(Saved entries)

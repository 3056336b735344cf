//! Errors raised while classifying and scoring contributions.

use crate::class::ContributionClass;
use crate::types::UserId;

/// Error types for contribution scoring.
#[derive(Debug, thiserror::Error)]
pub enum ContributionError {
    /// A participant landed in two mutually exclusive classes
    #[error("User {user_id} classified as both {first} and {second}")]
    InvariantViolation {
        user_id: UserId,
        first: ContributionClass,
        second: ContributionClass,
    },

    /// Scoring policy contains an unusable value
    #[error("Invalid scoring policy: {0}")]
    InvalidPolicy(String),

    /// A text pattern failed to compile
    #[error("Pattern error: {0}")]
    Pattern(#[from] regex::Error),
}

pub type Result<T> = std::result::Result<T, ContributionError>;
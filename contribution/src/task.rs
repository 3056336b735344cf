//! Task and specification scorers.
//!
//! These two contribution kinds are scored outside the comment rubric flow:
//! assignees split the issue price, and the issuer is rewarded for the issue
//! body itself.

use regex::Regex;
use rust_decimal::Decimal;
use std::str::FromStr;
use tracing::{debug, warn};

use crate::class::ContributionClass;
use crate::error::Result;
use crate::policy::ScoringPolicy;
use crate::rubric::RubricEngine;
use crate::score::{
    CommentScore, ScoreSource, ScoringBreakdown, ScoringOutcome, SkipReason, SkippedContribution,
    UserScoreDetail,
};
use crate::types::{Comment, ContributionKind, Issue, Label};

/// Prefix of labels carrying the issue price.
pub const PRICE_LABEL_PREFIX: &str = "Price: ";

/// Smallest price among the issue's `Price: <n>` labels.
pub fn lowest_price(labels: &[Label]) -> Result<Option<Decimal>> {
    let number = Regex::new(r"\d+(\.\d+)?")?;

    let lowest = labels
        .iter()
        .filter(|label| label.name.starts_with(PRICE_LABEL_PREFIX))
        .filter_map(|label| number.find(&label.name))
        .filter_map(|m| Decimal::from_str(m.as_str()).ok())
        .min();

    Ok(lowest)
}

/// Split the issue price across assignees.
///
/// Each assignee receives `price / assignees × multiplier`. A missing price
/// label or an unassigned issue yields an audit entry instead of a score.
pub fn score_task(issue: &Issue, policy: &ScoringPolicy) -> Result<ScoringOutcome> {
    let class = ContributionClass::IssueAssigneeTask;

    let Some(price) = lowest_price(&issue.labels)? else {
        warn!(issue_id = issue.id, "No price label on issue; skipping task rewards");
        return Ok(ScoringOutcome::skipped(SkippedContribution::new(
            None,
            Some(class),
            SkipReason::NoPriceLabel,
        )));
    };

    let assignees = issue.assignee_list();
    if assignees.is_empty() {
        warn!(issue_id = issue.id, %price, "Priced issue has no assignees");
        return Ok(ScoringOutcome::skipped(SkippedContribution::new(
            None,
            Some(class),
            SkipReason::NoAssignees,
        )));
    }

    let count = assignees.len();
    let multiplier = policy.assignee_multiplier;
    let share = price / Decimal::from(count) * multiplier;

    debug!(issue_id = issue.id, %price, assignees = count, %share, "Scored task");

    let details = assignees
        .into_iter()
        .map(|assignee| UserScoreDetail {
            score: share,
            class,
            view: class.surface(),
            role: class.role(),
            contribution: ContributionKind::Task,
            scoring: ScoringBreakdown::Task {
                price,
                assignees: count,
                multiplier,
            },
            source: ScoreSource {
                issue_id: issue.id,
                user: assignee,
            },
        })
        .collect();

    Ok(ScoringOutcome {
        details,
        skipped: Vec::new(),
    })
}

/// Score the issue body as a synthetic comment by the issuer.
///
/// The body is self-evidently relevant to itself, so relevance is fixed at 1.
pub fn score_specification(
    issue: &Issue,
    engine: &RubricEngine,
    policy: &ScoringPolicy,
) -> ScoringOutcome {
    let class = ContributionClass::IssueIssuerSpecification;

    let Some(comment) = Comment::from_specification(issue) else {
        warn!(issue_id = issue.id, "Issue has no specification body");
        return ScoringOutcome::skipped(SkippedContribution::new(
            Some(issue.user.clone()),
            Some(class),
            SkipReason::MissingSpecification,
        ));
    };

    let rubric = engine.score_comment(&comment, &policy.multipliers(class));
    let relevance = Decimal::ONE;
    let total = policy.combination.combine(rubric.total(), relevance);

    debug!(issue_id = issue.id, %total, "Scored specification");

    ScoringOutcome {
        details: vec![UserScoreDetail {
            score: total,
            class,
            view: class.surface(),
            role: class.role(),
            contribution: ContributionKind::Specification,
            scoring: ScoringBreakdown::Specification {
                comment: CommentScore {
                    rubric,
                    relevance: Some(relevance),
                    total,
                },
            },
            source: ScoreSource {
                issue_id: issue.id,
                user: issue.user.clone(),
            },
        }],
        skipped: Vec::new(),
    }
}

*TASK TO CARRY OUT*: Copy the lines that hold the word "RubricEngine". Take them from the records above.

*REPLY*:
use crate::rubric::RubricEngine;
    engine: &RubricEngine,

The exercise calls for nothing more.